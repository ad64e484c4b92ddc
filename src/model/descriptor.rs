use crate::model::FieldKind;
use serde::{Deserialize, Serialize};

/// Order used when a field does not declare one.
pub const DEFAULT_ORDER: i32 = 100;

/// `max_length` value meaning "no limit".
pub const UNBOUNDED_LENGTH: i32 = -1;

fn unbounded_length() -> i32 {
    UNBOUNDED_LENGTH
}

fn lowest() -> f64 {
    f64::MIN
}

fn highest() -> f64 {
    f64::MAX
}

fn default_order() -> i32 {
    DEFAULT_ORDER
}

/// Presentation and validation rules for one entity field.
///
/// Descriptors are registered once per entity type and never change afterwards;
/// they are uniquely keyed by `(entity type, field_name)`.
#[derive(Debug, Clone, PartialEq, Serialize, Deserialize)]
pub struct FieldDescriptor {
    /// Attribute name on the entity (e.g. "name", "project")
    pub field_name: String,

    /// Label shown in forms and grid headers
    pub display_name: String,

    pub kind: FieldKind,

    /// Helper text rendered under the control
    #[serde(default, skip_serializing_if = "String::is_empty")]
    pub description: String,

    #[serde(default)]
    pub required: bool,
    #[serde(default)]
    pub read_only: bool,
    #[serde(default)]
    pub hidden: bool,

    /// Sole rendering sort key, ascending
    #[serde(default = "default_order")]
    pub order: i32,

    /// Maximum character count for text, `-1` when unbounded
    #[serde(default = "unbounded_length")]
    pub max_length: i32,

    #[serde(default = "lowest")]
    pub min: f64,
    #[serde(default = "highest")]
    pub max: f64,

    /// Value used for freshly created instances, converted to `kind`
    #[serde(default)]
    pub default_value: String,

    /// Name of the provider of selectable options for reference fields
    #[serde(default, skip_serializing_if = "Option::is_none")]
    pub lookup_provider_ref: Option<String>,
}

impl FieldDescriptor {
    pub fn new(field_name: &str, display_name: &str, kind: FieldKind) -> Self {
        Self {
            field_name: field_name.to_string(),
            display_name: display_name.to_string(),
            kind,
            description: String::new(),
            required: false,
            read_only: false,
            hidden: false,
            order: DEFAULT_ORDER,
            max_length: UNBOUNDED_LENGTH,
            min: f64::MIN,
            max: f64::MAX,
            default_value: String::new(),
            lookup_provider_ref: None,
        }
    }

    pub fn text(field_name: &str, display_name: &str) -> Self {
        Self::new(field_name, display_name, FieldKind::Text)
    }

    pub fn number(field_name: &str, display_name: &str) -> Self {
        Self::new(field_name, display_name, FieldKind::Number)
    }

    pub fn boolean(field_name: &str, display_name: &str) -> Self {
        Self::new(field_name, display_name, FieldKind::Boolean)
    }

    pub fn date(field_name: &str, display_name: &str) -> Self {
        Self::new(field_name, display_name, FieldKind::Date)
    }

    pub fn date_time(field_name: &str, display_name: &str) -> Self {
        Self::new(field_name, display_name, FieldKind::DateTime)
    }

    pub fn reference(field_name: &str, display_name: &str, target: &str) -> Self {
        Self::new(field_name, display_name, FieldKind::reference(target))
    }

    pub fn multi_reference(field_name: &str, display_name: &str, target: &str) -> Self {
        Self::new(field_name, display_name, FieldKind::multi_reference(target))
    }

    pub fn order(mut self, order: i32) -> Self {
        self.order = order;
        self
    }

    pub fn required(mut self) -> Self {
        self.required = true;
        self
    }

    pub fn read_only(mut self) -> Self {
        self.read_only = true;
        self
    }

    pub fn hidden(mut self) -> Self {
        self.hidden = true;
        self
    }

    pub fn max_length(mut self, max_length: i32) -> Self {
        self.max_length = max_length;
        self
    }

    pub fn range(mut self, min: f64, max: f64) -> Self {
        self.min = min;
        self.max = max;
        self
    }

    pub fn default_value(mut self, value: &str) -> Self {
        self.default_value = value.to_string();
        self
    }

    pub fn description(mut self, description: &str) -> Self {
        self.description = description.to_string();
        self
    }

    pub fn lookup(mut self, provider: &str) -> Self {
        self.lookup_provider_ref = Some(provider.to_string());
        self
    }

    /// Character limit, `None` when unbounded.
    pub fn length_limit(&self) -> Option<usize> {
        usize::try_from(self.max_length).ok()
    }

    /// Check the descriptor's own parameters. Returns a description of every problem.
    pub fn check(&self) -> Vec<String> {
        let mut problems = Vec::new();
        if self.field_name.trim().is_empty() {
            problems.push("field name is empty".to_string());
        }
        if self.order < 0 {
            problems.push(format!("order {} is negative", self.order));
        }
        if self.max_length == 0 || self.max_length < UNBOUNDED_LENGTH {
            problems.push(format!(
                "max_length {} must be positive or -1",
                self.max_length
            ));
        }
        if self.min > self.max {
            problems.push(format!("min {} exceeds max {}", self.min, self.max));
        }
        if self.lookup_provider_ref.is_some() && self.kind.target().is_none() {
            problems.push("lookup provider set on a non-reference field".to_string());
        }
        problems
            .into_iter()
            .map(|problem| format!("field '{}': {}", self.field_name, problem))
            .collect()
    }
}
------------------------------
Action item
Please reproduce all of the entries above exactly as they appear.

Reply to the task
repository ad64e484c4b92ddc
filename src/model/descriptor.rs
use crate::model::FieldKind;
use serde::{Deserialize, Serialize};

/// Order used when a field does not declare one.
pub const DEFAULT_ORDER: i32 = 100;

/// `max_length` value meaning "no limit".
pub const UNBOUNDED_LENGTH: i32 = -1;

fn unbounded_length() -> i32 {
    UNBOUNDED_LENGTH
}

fn lowest() -> f64 {
    f64::MIN
}

fn highest() -> f64 {
    f64::MAX
}

fn default_order() -> i32 {
    DEFAULT_ORDER
}

/// Presentation and validation rules for one entity field.
///
/// Descriptors are registered once per entity type and never change afterwards;
/// they are uniquely keyed by `(entity type, field_name)`.
#[derive(Debug, Clone, PartialEq, Serialize, Deserialize)]
pub struct FieldDescriptor {
    /// Attribute name on the entity (e.g. "name", "project")
    pub field_name: String,

    /// Label shown in forms and grid headers
    pub display_name: String,

    pub kind: FieldKind,

    /// Helper text rendered under the control
    #[serde(default, skip_serializing_if = "String::is_empty")]
    pub description: String,

    #[serde(default)]
    pub required: bool,
    #[serde(default)]
    pub read_only: bool,
    #[serde(default)]
    pub hidden: bool,

    /// Sole rendering sort key, ascending
    #[serde(default = "default_order")]
    pub order: i32,

    /// Maximum character count for text, `-1` when unbounded
    #[serde(default = "unbounded_length")]
    pub max_length: i32,

    #[serde(default = "lowest")]
    pub min: f64,
    #[serde(default = "highest")]
    pub max: f64,

    /// Value used for freshly created instances, converted to `kind`
    #[serde(default)]
    pub default_value: String,

    /// Name of the provider of selectable options for reference fields
    #[serde(default, skip_serializing_if = "Option::is_none")]
    pub lookup_provider_ref: Option<String>,
}

impl FieldDescriptor {
    pub fn new(field_name: &str, display_name: &str, kind: FieldKind) -> Self {
        Self {
            field_name: field_name.to_string(),
            display_name: display_name.to_string(),
            kind,
            description: String::new(),
            required: false,
            read_only: false,
            hidden: false,
            order: DEFAULT_ORDER,
            max_length: UNBOUNDED_LENGTH,
            min: f64::MIN,
            max: f64::MAX,
            default_value: String::new(),
            lookup_provider_ref: None,
        }
    }

    pub fn text(field_name: &str, display_name: &str) -> Self {
        Self::new(field_name, display_name, FieldKind::Text)
    }

    pub fn number(field_name: &str, display_name: &str) -> Self {
        Self::new(field_name, display_name, FieldKind::Number)
    }

    pub fn boolean(field_name: &str, display_name: &str) -> Self {
        Self::new(field_name, display_name, FieldKind::Boolean)
    }

    pub fn date(field_name: &str, display_name: &str) -> Self {
        Self::new(field_name, display_name, FieldKind::Date)
    }

    pub fn date_time(field_name: &str, display_name: &str) -> Self {
        Self::new(field_name, display_name, FieldKind::DateTime)
    }

    pub fn reference(field_name: &str, display_name: &str, target: &str) -> Self {
        Self::new(field_name, display_name, FieldKind::reference(target))
    }

    pub fn multi_reference(field_name: &str, display_name: &str, target: &str) -> Self {
        Self::new(field_name, display_name, FieldKind::multi_reference(target))
    }

    pub fn order(mut self, order: i32) -> Self {
        self.order = order;
        self
    }

    pub fn required(mut self) -> Self {
        self.required = true;
        self
    }

    pub fn read_only(mut self) -> Self {
        self.read_only = true;
        self
    }

    pub fn hidden(mut self) -> Self {
        self.hidden = true;
        self
    }

    pub fn max_length(mut self, max_length: i32) -> Self {
        self.max_length = max_length;
        self
    }

    pub fn range(mut self, min: f64, max: f64) -> Self {
        self.min = min;
        self.max = max;
        self
    }

    pub fn default_value(mut self, value: &str) -> Self {
        self.default_value = value.to_string();
        self
    }

    pub fn description(mut self, description: &str) -> Self {
        self.description = description.to_string();
        self
    }

    pub fn lookup(mut self, provider: &str) -> Self {
        self.lookup_provider_ref = Some(provider.to_string());
        self
    }

    /// Character limit, `None` when unbounded.
    pub fn length_limit(&self) -> Option<usize> {
        usize::try_from(self.max_length).ok()
    }

    /// Check the descriptor's own parameters. Returns a description of every problem.
    pub fn check(&self) -> Vec<String> {
        let mut problems = Vec::new();
        if self.field_name.trim().is_empty() {
            problems.push("field name is empty".to_string());
        }
        if self.order < 0 {
            problems.push(format!("order {} is negative", self.order));
        }
        if self.max_length == 0 || self.max_length < UNBOUNDED_LENGTH {
            problems.push(format!(
                "max_length {} must be positive or -1",
                self.max_length
            ));
        }
        if self.min > self.max {
            problems.push(format!("min {} exceeds max {}", self.min, self.max));
        }
        if self.lookup_provider_ref.is_some() && self.kind.target().is_none() {
            problems.push("lookup provider set on a non-reference field".to_string());
        }
        problems
            .into_iter()
            .map(|problem| format!("field '{}': {}", self.field_name, problem))
            .collect()
    }
}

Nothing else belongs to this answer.